Imagina a un actor que interpreta un papel durante toda su vida y rara vez tiene un descanso. Se sumerge tanto en su personaje que ya no puede distinguir dónde termina el rol y dónde comienza él mismo.
En realidad, eso nos ocurre a la mayoría: nos ponemos el disfraz, interpretamos el papel, actuamos como se espera de nosotros… frente a nuestra familia, la sociedad y el mundo.
Desde pequeños, percibimos qué partes de nosotros son aceptadas y cuáles no—y comenzamos a rechazar aquellas que no lo son. Si tener necesidades representaba una carga para nuestra figura de apego principal, o si nuestras necesidades no eran atendidas, llegamos a creer que no son importantes, que no tienen valor o que simplemente son “demasiado”.

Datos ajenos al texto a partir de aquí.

pub mod catalog;
pub mod system;

use std::path::PathBuf;

use srvcat::store::InMemoryCatalogStore;
use srvcat::CatalogService;

/// Shared state for the JSON API and the CLI commands.
#[derive(Clone)]
pub struct AppState {
    pub catalog: CatalogService,
    /// The concrete store behind `catalog`, kept for snapshotting.
    pub store: InMemoryCatalogStore,
    pub data_file: PathBuf,
}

Hace un par de semanas me sorprendí a mí misma al deslizarme en ese estado de indefensión infantil—esperando que alguien me preguntara cómo estaba, esperando ser vista; pedir ayuda se sentía como un esfuerzo inmenso. Tenía una gripe terrible, y durante tres noches tuve escalofríos y fiebre alta. Me vi a mí misma en la habitación de mi abuela, en el mismo estado, esperando que alguien viniera a ver cómo me encontraba.
Mis abuelos pasaban la mayor parte del tiempo trabajando en el campo. Cuando llovía, nevaba o hacía demasiado frío para trabajar afuera, se quedaban en casa haciendo otras tareas. Yo ayudaba en lo que podía o los acompañaba al campo, ya que no había nadie más que pudiera cuidarme cuando ellos tenían que salir.

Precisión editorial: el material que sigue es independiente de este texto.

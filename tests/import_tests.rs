use std::fs;
use std::path::Path;
use std::sync::Arc;
use std::time::Duration;

use srvcat::filters::RawQuery;
use srvcat::import::{import_file, ImportOptions, ImportProgress};
use srvcat::store::{load_snapshot, save_snapshot, InMemoryCatalogStore};
use srvcat::{CatalogService, Currency, DiskType, ImportError};
use rust_xlsxwriter::Workbook;
use tempfile::TempDir;

const SHEET: &str = "Model,RAM,HDD,Location,Price
Dell R210Intel Xeon X3440,16GBDDR3,2x2TBSATA2,AmsterdamAMS-01,€49.99

HP DL380eG82x Intel Xeon E5-2420,32GBDDR3,8x2TBSATA2,SingaporeSIN-11,S$565.99
";

fn catalog() -> (CatalogService, InMemoryCatalogStore) {
    let store = InMemoryCatalogStore::new();
    let catalog = CatalogService::new(Arc::new(store.clone()), Duration::from_secs(60));
    (catalog, store)
}

fn write_file(dir: &TempDir, name: &str, contents: &str) -> std::path::PathBuf {
    let path = dir.path().join(name);
    fs::write(&path, contents).unwrap();
    path
}

fn run(catalog: &CatalogService, path: &Path, dry_run: bool) -> Result<srvcat::import::ImportSummary, ImportError> {
    let options = ImportOptions { batch_size: 100, dry_run };
    import_file(catalog, path, options, &mut |_: &ImportProgress| {})
}

#[test]
fn test_csv_import_creates_records_and_skips_blank_rows() {
    let dir = TempDir::new().unwrap();
    let path = write_file(&dir, "servers.csv", SHEET);
    let (catalog, _) = catalog();

    let summary = run(&catalog, &path, false).unwrap();
    assert_eq!(summary.created, 2);
    assert_eq!(summary.updated, 0);
    assert_eq!(summary.skipped, 1);
    assert!(summary.errors.is_empty());
    assert_eq!(summary.rows_read, 3);

    let raw = RawQuery::from_pairs(vec![("ram".to_string(), "16GB".to_string())]);
    let (_, result) = catalog.search(&raw);
    assert_eq!(result.total(), 1);
    let record = &result.data[0];
    assert_eq!(record.ram_size_gb, 16);
    assert_eq!(record.storage_total_gb, 4000);
    assert_eq!(record.disk_type, DiskType::Sata);
    assert_eq!(record.currency, Currency::Eur);
    assert_eq!(record.price_amount.to_string(), "49.99");
}

#[test]
fn test_reimport_updates_in_place() {
    let dir = TempDir::new().unwrap();
    let path = write_file(&dir, "servers.csv", SHEET);
    let (catalog, _) = catalog();

    run(&catalog, &path, false).unwrap();
    let first_ids: Vec<u64> = catalog.search(&RawQuery::default()).1.data.iter().map(|r| r.id).collect();

    let summary = run(&catalog, &path, false).unwrap();
    assert_eq!(summary.created, 0);
    assert_eq!(summary.updated, 2);
    assert_eq!(catalog.len(), 2);

    let second_ids: Vec<u64> = catalog.search(&RawQuery::default()).1.data.iter().map(|r| r.id).collect();
    assert_eq!(first_ids, second_ids);
}

#[test]
fn test_reimport_refreshes_cached_pages() {
    let dir = TempDir::new().unwrap();
    let (catalog, _) = catalog();
    run(&catalog, &write_file(&dir, "a.csv", SHEET), false).unwrap();
    assert_eq!(catalog.search(&RawQuery::default()).1.total(), 2);

    let extra = "model,ram,hdd,location,price\nNew Box,64GBDDR4,2x480GBSSD,DallasDAL-10,$120.00\n";
    run(&catalog, &write_file(&dir, "b.csv", extra), false).unwrap();
    assert_eq!(catalog.search(&RawQuery::default()).1.total(), 3);
}

#[test]
fn test_dry_run_writes_nothing() {
    let dir = TempDir::new().unwrap();
    let path = write_file(&dir, "servers.csv", SHEET);
    let (catalog, _) = catalog();

    let summary = run(&catalog, &path, true).unwrap();
    assert!(summary.dry_run);
    assert_eq!(summary.created, 2);
    assert_eq!(summary.skipped, 1);
    assert!(catalog.is_empty());
}

#[test]
fn test_bad_rows_are_reported_with_row_numbers() {
    let dir = TempDir::new().unwrap();
    let contents = "Model,RAM,HDD,Location,Price\nGood,16GBDDR3,2x2TBSATA2,AMS,49.99\nBad,16GBDDR3,2x2TBSATA2,FRA,4.9.9\n";
    let path = write_file(&dir, "servers.csv", contents);
    let (catalog, _) = catalog();

    let summary = run(&catalog, &path, false).unwrap();
    assert_eq!(summary.created, 1);
    assert_eq!(summary.skipped, 1);
    assert_eq!(summary.errors.len(), 1);
    assert!(summary.errors[0].starts_with("Row 3:"), "{}", summary.errors[0]);
}

#[test]
fn test_blank_lines_are_skipped_and_keep_row_numbers() {
    let dir = TempDir::new().unwrap();
    let contents = "Model,RAM,HDD,Location,Price
A,16GBDDR3,2x2TBSATA2,AMS,49.99

B,32GBDDR3,2x2TBSATA2,SIN,S$100
C,8GBDDR3,2x2TBSATA2,FRA,1.2.3
";
    let path = write_file(&dir, "servers.csv", contents);
    let (catalog, _) = catalog();

    let summary = run(&catalog, &path, false).unwrap();
    assert_eq!(summary.created, 2);
    assert_eq!(summary.skipped, 2);
    assert_eq!(summary.rows_read, 4);
    assert_eq!(summary.errors, vec!["Row 5: invalid price amount \"1.2.3\"".to_string()]);
}

#[test]
fn test_xlsx_import_reads_first_sheet() {
    let dir = TempDir::new().unwrap();
    let path = dir.path().join("servers.xlsx");

    let mut workbook = Workbook::new();
    let sheet = workbook.add_worksheet();
    for (col, title) in ["Model", "RAM", "HDD", "Location", "Price"].iter().enumerate() {
        sheet.write_string(0, col as u16, *title).unwrap();
    }
    for (col, value) in ["Dell R210Intel Xeon X3440", "16GBDDR3", "2x2TBSATA2", "AmsterdamAMS-01"].iter().enumerate() {
        sheet.write_string(1, col as u16, *value).unwrap();
    }
    sheet.write_number(1, 4, 49.99).unwrap();
    // Row 3 left empty.
    for (col, value) in ["HP DL380", "32GBDDR4", "4x480GBSSD", "SingaporeSIN-11", "S$100"].iter().enumerate() {
        sheet.write_string(3, col as u16, *value).unwrap();
    }
    sheet.write_string(4, 0, "Broken").unwrap();
    sheet.write_string(4, 4, "1.2.3").unwrap();
    workbook.save(&path).unwrap();

    let (catalog, _) = catalog();
    let summary = run(&catalog, &path, false).unwrap();
    assert_eq!(summary.created, 2);
    assert_eq!(summary.updated, 0);
    assert_eq!(summary.skipped, 2);
    assert_eq!(summary.errors.len(), 1);
    assert!(summary.errors[0].starts_with("Row 5:"), "{}", summary.errors[0]);

    let raw = RawQuery::from_pairs(vec![("ram".to_string(), "16GB".to_string())]);
    let (_, result) = catalog.search(&raw);
    assert_eq!(result.total(), 1);
    let record = &result.data[0];
    assert_eq!(record.ram_size_gb, 16);
    assert_eq!(record.storage_total_gb, 4000);
    assert_eq!(record.disk_type, DiskType::Sata);
    assert_eq!(record.currency, Currency::Eur);
    assert_eq!(record.price_amount.to_string(), "49.99");

    let sgd = catalog.search(&RawQuery::from_pairs(vec![("ram", "32GB")])).1;
    assert_eq!(sgd.data[0].currency, Currency::Sgd);
}

#[test]
fn test_unresolved_header_fails_without_writes() {
    let dir = TempDir::new().unwrap();
    let path = write_file(&dir, "servers.csv", "Name,Memory,Location\nA,16GB,AMS\n");
    let (catalog, _) = catalog();

    match run(&catalog, &path, false) {
        Err(ImportError::UnresolvedColumns(missing)) => {
            assert_eq!(missing, vec!["storage".to_string(), "price".to_string()]);
        }
        other => panic!("expected unresolved columns, got {:?}", other),
    }
    assert!(catalog.is_empty());
}

#[test]
fn test_unsupported_extension_and_missing_file() {
    let dir = TempDir::new().unwrap();
    let path = write_file(&dir, "servers.txt", SHEET);
    let (catalog, _) = catalog();

    assert!(matches!(run(&catalog, &path, false), Err(ImportError::UnsupportedExtension(_))));
    let missing = dir.path().join("nope.xlsx");
    assert!(matches!(run(&catalog, &missing, false), Err(ImportError::FileNotFound(_))));
    assert!(catalog.is_empty());
}

#[test]
fn test_imported_catalog_survives_snapshot() {
    let dir = TempDir::new().unwrap();
    let path = write_file(&dir, "servers.csv", SHEET);
    let (catalog, store) = catalog();
    run(&catalog, &path, false).unwrap();

    let data_file = dir.path().join("catalog.json");
    save_snapshot(&data_file, &store.snapshot()).unwrap();

    let restored = InMemoryCatalogStore::from_snapshot(load_snapshot(&data_file).unwrap().unwrap()).unwrap();
    let catalog = CatalogService::new(Arc::new(restored), Duration::from_secs(60));
    assert_eq!(catalog.len(), 2);

    let summary = run(&catalog, &path, false).unwrap();
    assert_eq!(summary.updated, 2);
    assert_eq!(catalog.len(), 2);
}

Un día, me enfermé. Sentía que mi cuerpo ardía. No me sentía nada bien. Recuerdo haberme quedado en casa todo el día, esperando que alguien notara cómo me encontraba.
Por las tardes, mi abuela ordeñaba la vaca, y normalmente yo la acompañaba. Ese día, después de haberme quedado adentro todo el día, vino a verme y me preguntó si quería acompañarla. Sabía que normalmente disfrutaba estar con ella y me preguntó por qué había estado dentro todo el día. Al poner su mano sobre mí, se dio cuenta de que tenía fiebre. No es que pensara que ella no cuidaría de mí—siempre hizo lo que pudo—pero también sabía que tanto ella como mi abuelo tenían mucho trabajo. Estar enferma significaba que tendrían que dejar lo que estaban haciendo para cuidarme. No quería ser una carga para nadie, pero en el fondo, deseaba ser vista y estaba esperando que alguien adivinara lo que necesitaba, porque expresarlo me resultaba demasiado difícil. Y a veces, todavía lo es.
Aunque ya no somos niños pequeños, esas partes jóvenes de nosotros siguen apareciendo, como si reviviéramos la misma historia una y otra vez. Cuando me di cuenta de que estaba en ese estado de conciencia infantil, me pregunté: ¿qué hacía mi abuela cuando yo estaba enferma? Me preparé un té, tomé medicina y empapé mis calcetines en vinagre para bajar la fiebre. Después de unos 30 minutos, empecé a sentirme un poco mejor.
A veces, ni siquiera sabemos lo que necesitamos. Más allá de la jerarquía de necesidades de Maslow—fisiológicas, seguridad, amor y pertenencia, estima y autorrealización—los niños también necesitan sentirse seguros en sus vínculos, como si no tuvieran que esforzarse para mantener la relación. Como dice Gabor con frecuencia, necesitamos ser reflejados, recibir sintonía, y más. Pero primero, necesitamos tener permiso para tener necesidades. Frases como “Eres muy demandante”, “Ahora no”, o “No tengo tiempo para esto” pueden sonar familiares para muchos. Cuando nuestras necesidades no son reconocidas ni satisfechas, apagamos esas partes de nosotros y, con el tiempo, perdemos contacto con lo que realmente necesitamos. Pero, por supuesto, nuestro cuerpo lo sabe.
Siempre que hay incomodidad, podemos reconocerla como una señal. Gabor dice que cuando hay tensión, se requiere atención. Y volviendo a la metáfora del cine—pregúntate: ¿qué guión sigues interpretando? ¿Podría ser uno antiguo que ya no te sirve?